Just three more days, Jungkook. Three more days and you will be free of them... at least until the new school year begins, I quietly say to myself.

I slowly stand up, while picking up some of my things, which fell down when they started hitting me.

I put my backpack on, place the hood of my jacket over my head and walk away.

I have been always curious about why the teachers never actually did something when they were bullying me. I mean, it'd be an easier life if the teachers actually did something to bullies. But I guess it's because this is a mf public school. The teachers say they can't deny education to anyone. Apparently, they can only stop students when they have murdered someone. They just occasionally call their attention , but that's pretty much it. I believe it's stupid, and I don't think all the public schools do that, but well. What can I do? It's the principal's school after all, and it's his rules. Well, that's what he says.

Ugh. I hate my school. Actually, I hate my life. The only good things in it are my parents and my brother, Jimin.

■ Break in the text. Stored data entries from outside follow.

//! 模型调度器：限速 → 调用 → 限流退避重试 → 沿回退链切换模型
//!
//! 单次 dispatch 的最坏耗时可由配置算出：每个模型至多 max_attempts 次调用，
//! 每次限流等待不超过 cap，回退链中每个模型至多访问一次。

use std::collections::HashMap;
use std::sync::{Arc, Mutex};
use std::time::{Duration, Instant};

use thiserror::Error;

use crate::config::RetrySection;
use crate::llm::{FallbackChain, GenerationRequest, LlmClient, LlmError, ModelRegistry, OpenAiClient, RateLimiter};
use crate::observability::Monitor;

/// 限流重试策略：同一模型最多 max_attempts 次，第 n 次失败后等待 min(unit * 2^n, cap)
#[derive(Debug, Clone, Copy, PartialEq, Eq)]
pub struct RetryPolicy {
    pub max_attempts: u32,
    pub unit: Duration,
    pub cap: Duration,
}

impl Default for RetryPolicy {
    fn default() -> Self {
        Self {
            max_attempts: 3,
            unit: Duration::from_secs(1),
            cap: Duration::from_secs(60),
        }
    }
}

impl RetryPolicy {
    pub fn from_config(section: &RetrySection) -> Self {
        Self {
            max_attempts: section.max_attempts.max(1),
            unit: Duration::from_millis(section.backoff_unit_ms),
            cap: Duration::from_secs(section.backoff_cap_secs),
        }
    }

    /// 第 `attempt` 次（从 1 开始）限流失败后的等待时长；随 attempt 单调不减，且不超过 cap
    pub fn backoff(&self, attempt: u32) -> Duration {
        let factor = 2u32.checked_pow(attempt).unwrap_or(u32::MAX);
        self.unit
            .checked_mul(factor)
            .unwrap_or(self.cap)
            .min(self.cap)
    }
}

/// 调用方角色：作者（写作）或审核
#[derive(Debug, Clone, Copy, PartialEq, Eq, Hash)]
pub enum ModelRole {
    Author,
    Reviewer,
}

#[derive(Debug, Clone, PartialEq, Eq)]
struct Selection {
    author: String,
    reviewer: String,
}

/// 会话级的「当前作者/审核模型」选择。
///
/// 句柄可 clone，clone 之间共享同一选择；不同会话各自创建，互不干扰。
/// 回退切换时，若被放弃的模型正是某个角色的当前模型，该角色随之切到新模型。
#[derive(Debug, Clone)]
pub struct ActiveModels {
    inner: Arc<Mutex<Selection>>,
}

impl ActiveModels {
    pub fn new(author: impl Into<String>, reviewer: impl Into<String>) -> Self {
        Self {
            inner: Arc::new(Mutex::new(Selection {
                author: author.into(),
                reviewer: reviewer.into(),
            })),
        }
    }

    pub fn get(&self, role: ModelRole) -> String {
        let sel = self.lock();
        match role {
            ModelRole::Author => sel.author.clone(),
            ModelRole::Reviewer => sel.reviewer.clone(),
        }
    }

    pub fn author(&self) -> String {
        self.get(ModelRole::Author)
    }

    pub fn reviewer(&self) -> String {
        self.get(ModelRole::Reviewer)
    }

    pub fn set(&self, role: ModelRole, key: impl Into<String>) {
        let mut sel = self.lock();
        match role {
            ModelRole::Author => sel.author = key.into(),
            ModelRole::Reviewer => sel.reviewer = key.into(),
        }
    }

    /// 将当前为 `old` 的角色切换到 `new`，返回受影响的角色
    pub fn replace(&self, old: &str, new: &str) -> Vec<ModelRole> {
        let mut sel = self.lock();
        let mut changed = Vec::new();
        if sel.author == old {
            sel.author = new.to_string();
            changed.push(ModelRole::Author);
        }
        if sel.reviewer == old {
            sel.reviewer = new.to_string();
            changed.push(ModelRole::Reviewer);
        }
        changed
    }

    fn lock(&self) -> std::sync::MutexGuard<'_, Selection> {
        self.inner.lock().unwrap_or_else(|e| e.into_inner())
    }
}

/// 调度失败：回退链已完整走过一遍
#[derive(Error, Debug, Clone, PartialEq)]
pub enum DispatchError {
    #[error("All models failed after {switches} switches ({attempts} calls, last model {last_model}): {last_error}")]
    Exhausted {
        switches: usize,
        attempts: usize,
        last_model: String,
        last_error: LlmError,
    },
}

impl DispatchError {
    pub fn switches(&self) -> usize {
        match self {
            DispatchError::Exhausted { switches, .. } => *switches,
        }
    }
}

/// 模型调度器：持有注册表、各模型客户端、限速器与监控
pub struct ModelDispatcher {
    registry: ModelRegistry,
    clients: HashMap<String, Arc<dyn LlmClient>>,
    limiter: RateLimiter,
    retry: RetryPolicy,
    monitor: Monitor,
}

impl ModelDispatcher {
    /// 空调度器（无客户端），通过 with_client 注入
    pub fn new(registry: ModelRegistry, monitor: Monitor) -> Self {
        Self {
            registry,
            clients: HashMap::new(),
            limiter: RateLimiter::new(),
            retry: RetryPolicy::default(),
            monitor,
        }
    }

    /// 为注册表中每个模型创建 OpenAI 兼容客户端
    pub fn from_registry(
        registry: ModelRegistry,
        retry: RetryPolicy,
        monitor: Monitor,
        show_thinking: bool,
    ) -> Self {
        let clients = registry
            .profiles()
            .map(|p| {
                let client: Arc<dyn LlmClient> = Arc::new(OpenAiClient::from_profile(p, show_thinking));
                (p.key.clone(), client)
            })
            .collect();
        Self {
            registry,
            clients,
            limiter: RateLimiter::new(),
            retry,
            monitor,
        }
    }

    pub fn with_client(mut self, key: impl Into<String>, client: Arc<dyn LlmClient>) -> Self {
        self.clients.insert(key.into(), client);
        self
    }

    pub fn with_retry(mut self, retry: RetryPolicy) -> Self {
        self.retry = retry;
        self
    }

    pub fn registry(&self) -> &ModelRegistry {
        &self.registry
    }

    pub fn monitor(&self) -> &Monitor {
        &self.monitor
    }

    pub fn retry_policy(&self) -> RetryPolicy {
        self.retry
    }

    /// 从 `start_key` 开始执行请求；失败时沿回退链切换，直到链被完整走过一遍。
    ///
    /// 每次切换都会写入 ModelSwitch 记录，并同步更新 `active` 中对应角色的选择。
    pub async fn dispatch(
        &self,
        request: &GenerationRequest,
        start_key: &str,
        active: Option<&ActiveModels>,
    ) -> Result<String, DispatchError> {
        let chain = self.registry.chain();
        let budget = chain.len().max(1);
        let mut current = start_key.to_string();
        let mut visited: Vec<String> = Vec::with_capacity(budget);
        let mut switches = 0usize;
        let mut attempts = 0usize;

        loop {
            visited.push(current.clone());
            let err = match self.try_model(&current, request, &mut attempts).await {
                Ok(text) => return Ok(text),
                Err(e) => e,
            };

            let next = if visited.len() >= budget {
                None
            } else {
                next_unvisited(chain, &current, &visited)
            };
            let Some(next) = next else {
                tracing::error!(
                    "dispatch exhausted after {} switches, last model {}: {}",
                    switches,
                    current,
                    err
                );
                return Err(DispatchError::Exhausted {
                    switches,
                    attempts,
                    last_model: current,
                    last_error: err,
                });
            };

            let reason = if err.is_rate_limited() {
                format!("Rate limit exhausted: {}", err)
            } else {
                format!("API error: {}", err)
            };
            self.monitor.log_switch(&current, &next, &reason);
            if let Some(active) = active {
                let roles = active.replace(&current, &next);
                if !roles.is_empty() {
                    tracing::info!("active model for {:?} switched to {}", roles, next);
                }
            }
            switches += 1;
            current = next;
        }
    }

    /// 单个模型的尝试循环：限流错误退避重试，其它错误立即返回
    async fn try_model(
        &self,
        key: &str,
        request: &GenerationRequest,
        attempts: &mut usize,
    ) -> Result<String, LlmError> {
        let profile = self
            .registry
            .get(key)
            .ok_or_else(|| LlmError::Fatal(format!("model '{}' is not registered", key)))?;
        let client = self
            .clients
            .get(key)
            .ok_or_else(|| LlmError::Fatal(format!("no client for model '{}'", key)))?;

        let mut last_err = LlmError::Transient(format!("model '{}' was not called", key));
        for attempt in 1..=self.retry.max_attempts {
            self.limiter.wait(key, profile.min_interval).await;
            *attempts += 1;
            let started = Instant::now();
            let result = client.complete(request).await;
            self.monitor.log_generation(
                key,
                &request.task,
                request.input_chars(),
                result.as_ref().map_or(0, |text| text.chars().count()),
                started.elapsed(),
                result.is_ok(),
            );
            match result {
                Ok(text) => return Ok(text),
                Err(err @ LlmError::RateLimited(_)) => {
                    if attempt < self.retry.max_attempts {
                        let wait = self.retry.backoff(attempt);
                        self.monitor.log_rate_limit(key, wait, attempt);
                        tokio::time::sleep(wait).await;
                    }
                    last_err = err;
                }
                Err(err) => {
                    self.monitor.log_error(key, &err.to_string());
                    return Err(err);
                }
            }
        }
        Err(last_err)
    }

    /// 连通性测试：对单个模型发送最小请求，不重试、不回退
    pub async fn test_connection(&self, key: &str) -> Result<(), LlmError> {
        let client = self
            .clients
            .get(key)
            .ok_or_else(|| LlmError::Fatal(format!("no client for model '{}'", key)))?;
        let request = GenerationRequest::new(vec![crate::memory::Message::user("Hi")])
            .with_task("connectivity");
        client.complete(&request).await.map(|_| ())
    }
}

/// 从 current 之后沿环找第一个未访问的 key
fn next_unvisited(chain: &FallbackChain, current: &str, visited: &[String]) -> Option<String> {
    let mut candidate = chain.next_after(current)?;
    for _ in 0..chain.len() {
        if !visited.iter().any(|v| v == candidate) {
            return Some(candidate.to_string());
        }
        candidate = chain.next_after(candidate)?;
    }
    None
}

/// 调度器 + 会话级模型选择：按角色发起请求
#[derive(Clone)]
pub struct ModelSession {
    dispatcher: Arc<ModelDispatcher>,
    active: ActiveModels,
}

impl ModelSession {
    pub fn new(dispatcher: Arc<ModelDispatcher>, active: ActiveModels) -> Self {
        Self { dispatcher, active }
    }

    pub fn active(&self) -> &ActiveModels {
        &self.active
    }

    pub fn dispatcher(&self) -> &ModelDispatcher {
        &self.dispatcher
    }

    pub async fn chat(
        &self,
        role: ModelRole,
        request: &GenerationRequest,
    ) -> Result<String, DispatchError> {
        let start = self.active.get(role);
        self.dispatcher
            .dispatch(request, &start, Some(&self.active))
            .await
    }

    pub async fn chat_author(&self, request: &GenerationRequest) -> Result<String, DispatchError> {
        self.chat(ModelRole::Author, request).await
    }

    pub async fn chat_reviewer(&self, request: &GenerationRequest) -> Result<String, DispatchError> {
        self.chat(ModelRole::Reviewer, request).await
    }

    /// 手动选择某角色的模型；未注册的 key 返回 false
    pub fn select(&self, role: ModelRole, key: &str) -> bool {
        if self.dispatcher.registry().get(key).is_none() {
            return false;
        }
        let old = self.active.get(role);
        self.active.set(role, key);
        self.dispatcher
            .monitor()
            .log_switch(&old, key, "Manual/Config Change");
        true
    }
}
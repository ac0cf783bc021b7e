//! 错误类型
//!
//! 模型层的瞬时失败在调度器内部吸收；这里是需要调用方（或人）做决定的错误。

use std::path::PathBuf;

use thiserror::Error;

use crate::llm::DispatchError;
use crate::store::EntityKind;

/// 状态存储错误
#[derive(Error, Debug)]
pub enum StoreError {
    /// 文件解析失败且自动修复也失败：内存保持最后一次有效状态，不写盘
    #[error("{entity} is corrupt at {path:?} and could not be repaired: {reason}")]
    CorruptState {
        entity: EntityKind,
        path: PathBuf,
        reason: String,
    },

    /// 写盘失败：内存中的文档已是最新，可稍后重新 save
    #[error("failed to persist {entity} to {path:?}: {source}")]
    Persist {
        entity: EntityKind,
        path: PathBuf,
        #[source]
        source: std::io::Error,
    },

    #[error("I/O error on {path:?}: {source}")]
    Io {
        path: PathBuf,
        #[source]
        source: std::io::Error,
    },

    #[error("Serialization error: {0}")]
    Serialize(#[from] serde_json::Error),

    /// 请求的修改违反实体约束（如把非空章节列表替换为空）
    #[error("update to {entity} rejected: {reason}")]
    Rejected { entity: EntityKind, reason: String },
}

impl StoreError {
    /// 写盘失败不影响继续运行
    pub fn is_persist(&self) -> bool {
        matches!(self, StoreError::Persist { .. })
    }
}

/// 写作流程的顶层错误
#[derive(Error, Debug)]
pub enum NovelError {
    #[error(transparent)]
    Dispatch(#[from] DispatchError),

    #[error(transparent)]
    Store(#[from] StoreError),

    #[error(transparent)]
    Config(#[from] config::ConfigError),

    /// 审核门槛在尝试次数内未达标，且没有给出继续或放弃的决定
    #[error("chapter {chapter} did not pass review after {attempts} attempts")]
    QualityGateExhausted { chapter: u32, attempts: u32 },
}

And... sometimes... I tend to feel like a burden to them.. I feel worthless, and I feel like they are just being nice to me because they are well-mannered, not because they truly care about me. I've talked about it to Jimin, one night, when I was particularly sad. I had had a very rough day and mom and dad were very busy to talk. I was 9. Maybe 10. He had sat next to me and hugged me tightly. He had sworn that I was not a burden. That they loved me a lot and that they weren't 'being nice' with me. That they truly cared for me. I told him that I believed him... but deep inside... I didn't believe him at all. I mean, I wanted to believe him, but I couldn't. I had this feeling, that everyone secretly hates me, and that they are just pretending so I don't get hurt.... and... I feel that... one day... they'll just leave. They'll be tired of me and they'll just go and leave me alone. I don't know. It's just a feeling. I wish I could get rid of it. I'm sick of living with this constant anxiety. It's driving me crazy.

...

I get home a little late (I got home at 5:50 or so when I'm supposed to get there at 3), since I couldn't reach the bus and I came walking all the way back. Plus, Daniel, Minghao and Jaemin bet me up again, so that was another reason why I got late. When I get home, I find out mom and dad were already home. Mom was pacing around, looking worried. Dad was calling someone when I step inside the house. Jimin was also there, calling someone too. As soon as I enter the room, they all stare at me. They look relieved.

-Where were you?- Mom asked as she checked my face. I tried to lower my head but she lifted it up, revealing to her my bleeding lip, along with many bruises on my face. She covered her mouth, worried. She looked like she was about to cry. She turned around to face my dad, and I could see he and Jimin wore her same expression. Mom quickly cured my wounds and then told me to rest a little. Luckily, we didn't have homework today, so I slept a little.

When it was around 9 PM, mom knocked softly on my door. I told her to come in. She and dad entered the room, looking a little happy. They sat in my bed. Mom took a deep breath before she talked.

-Honey... we know that you are..- she stopped, probably trying to find the right words.- having a bad time at school. I tried talking with the principal, but that dumbass just kept saying that since it was a public school, he couldn't deny education to anyone and that he couldn't do anything unless you were threatened with dead. So dad and I have been talking, along with Jimin. We finally decided it. Honey.- she said facing dad.- You tell him.

Dad took a deep breath before speaking. And I have to say, that what he told me in that moment, left me in absolute shock.

-We are transferring you to Jimin's school.